§ Required action: What lines in the records below mention "crate"? List them all.

§ Task data:
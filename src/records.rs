use serde_json::Value;

use crate::domain::{DiseaseId, TargetId};
use crate::error::ScoreError;
use crate::loader::{Row, Table};

pub const DISEASE_COLUMNS: [&str; 2] = ["id", "name"];
pub const TARGET_COLUMNS: [&str; 2] = ["id", "approvedSymbol"];
pub const EVIDENCE_COLUMNS: [&str; 3] = ["diseaseId", "targetId", "score"];

#[derive(Debug, Clone, PartialEq)]
pub struct EvidenceRecord {
    pub disease_id: DiseaseId,
    pub target_id: TargetId,
    pub score: f64,
}

#[derive(Debug, Clone, PartialEq, Eq)]
pub struct DiseaseRecord {
    pub id: DiseaseId,
    pub name: Option<String>,
}

#[derive(Debug, Clone, PartialEq, Eq)]
pub struct TargetRecord {
    pub id: TargetId,
    pub approved_symbol: Option<String>,
}

impl EvidenceRecord {
    /// Rows with a null disease or target id are skipped; a missing or non-numeric score is an error.
    pub fn from_table(table: &Table) -> Result<Vec<Self>, ScoreError> {
        let mut records = Vec::with_capacity(table.len());
        let mut skipped = 0usize;
        for row in table.rows() {
            let (Some(disease_id), Some(target_id)) = (
                string_field(table, row, "diseaseId")?,
                string_field(table, row, "targetId")?,
            ) else {
                skipped += 1;
                continue;
            };
            let score = table
                .value(row, "score")
                .and_then(Value::as_f64)
                .ok_or_else(|| field_error(row, "score", "expected a number"))?;
            records.push(Self {
                disease_id: DiseaseId::new(disease_id),
                target_id: TargetId::new(target_id),
                score,
            });
        }
        if skipped > 0 {
            tracing::debug!(skipped, "dropped evidence rows without disease/target id");
        }
        Ok(records)
    }
}

impl DiseaseRecord {
    pub fn from_table(table: &Table) -> Result<Vec<Self>, ScoreError> {
        let mut records = Vec::with_capacity(table.len());
        for row in table.rows() {
            let Some(id) = string_field(table, row, "id")? else {
                continue;
            };
            records.push(Self {
                id: DiseaseId::new(id),
                name: string_field(table, row, "name")?,
            });
        }
        Ok(records)
    }
}

impl TargetRecord {
    pub fn from_table(table: &Table) -> Result<Vec<Self>, ScoreError> {
        let mut records = Vec::with_capacity(table.len());
        for row in table.rows() {
            let Some(id) = string_field(table, row, "id")? else {
                continue;
            };
            records.push(Self {
                id: TargetId::new(id),
                approved_symbol: string_field(table, row, "approvedSymbol")?,
            });
        }
        Ok(records)
    }
}

fn string_field(table: &Table, row: &Row, column: &str) -> Result<Option<String>, ScoreError> {
    match table.value(row, column) {
        None => Ok(None),
        Some(Value::String(value)) => Ok(Some(value.clone())),
        Some(_) => Err(field_error(row, column, "expected a string")),
    }
}

fn field_error(row: &Row, column: &str, message: &str) -> ScoreError {
    ScoreError::data_source(
        row.origin.path.clone(),
        Some(row.origin.line),
        format!("field `{column}`: {message}"),
    )
}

§ Solution for this exercise:
use crate::domain::{DiseaseId, TargetId};
use crate::error::ScoreError;
use crate::loader::{Row, Table};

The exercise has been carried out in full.